Importing in part the CPR protocol pioneered in the Johns Hopkins pediatric intensive care unit, Koka increased the frequency, length and depth of the simulations, adding pre-training simulations and debriefing surveys to assess the team’s confidence and performance in conducting the code. Simulation training sessions that took 30 minutes in the past now last an hour or more.

“We’d simulate an arrest, do compressions, then talk about what we did, and that was it,” says Koka. “But for this quality improvement protocol, that’s just the beginning, the first third of a simulation training. We go in, do the simulation, debrief, and then we do it again and again until we get it right.”

Getting it right means nuancing the protocol to chip seconds off of the time to chest compression and defibrillation. The simulations are also highly individualized to the anesthesiologist leading the code, who may believe, for example, that resuscitation can go quicker with the code cart on his right side rather than his left.

The results? Koka’s goal was chest compression within 10 seconds—and defibrillation within 30 seconds—of arrest.
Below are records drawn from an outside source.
//! Control sources for the headless driver

use rand::{Rng, SeedableRng};
use rand_chacha::ChaCha8Rng;

use crate::game::ControlState;

/// Produces one combatant's five controls per step
pub trait InputSource: Send {
    fn poll(&mut self) -> ControlState;
}

/// Seeded random pilot: drifts vertically and alternates taps with charged shots
#[derive(Debug, Clone)]
pub struct Autopilot {
    rng: ChaCha8Rng,
    current: ControlState,
    /// Steps left before picking a new heading
    heading_steps: u32,
    /// Steps left holding or resting the fire control
    fire_steps: u32,
}

impl Autopilot {
    pub fn new(seed: u64) -> Self {
        Self {
            rng: ChaCha8Rng::seed_from_u64(seed),
            current: ControlState::IDLE,
            heading_steps: 0,
            fire_steps: 0,
        }
    }

    fn pick_heading(&mut self) {
        let vertical = self.rng.gen_range(0..3);
        let horizontal = self.rng.gen_range(0..3);
        self.current.up = vertical == 1;
        self.current.down = vertical == 2;
        self.current.left = horizontal == 1;
        self.current.right = horizontal == 2;
        self.heading_steps = self.rng.gen_range(20..90);
    }

    fn toggle_fire(&mut self) {
        self.current.fire = !self.current.fire;
        self.fire_steps = if self.current.fire {
            // Mostly taps, sometimes a full charge
            if self.rng.gen_bool(0.6) {
                self.rng.gen_range(1..6)
            } else {
                self.rng.gen_range(10..70)
            }
        } else {
            self.rng.gen_range(5..40)
        };
    }
}

impl InputSource for Autopilot {
    fn poll(&mut self) -> ControlState {
        if self.heading_steps == 0 {
            self.pick_heading();
        }
        if self.fire_steps == 0 {
            self.toggle_fire();
        }
        self.heading_steps -= 1;
        self.fire_steps -= 1;
        self.current
    }
}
Anesthesiologists participating in the initiative were able to reduce the average time to compressions from 150 seconds to 2 seconds and the average time to defibrillation from 232 seconds to 31 seconds. 

An added value of the QI initiative is its potential for influencing CPR simulations at other children’s hospitals. Greater frequency and intensity of simulations, says Koka, will help fight the learning decay that typically occurs six to eight months after a training simulation.

“Ideally, you want to be repeating this about every six months using different techniques and expanding it beyond attending physicians,” says Koka. “I would like to include nurse anesthetists as well.”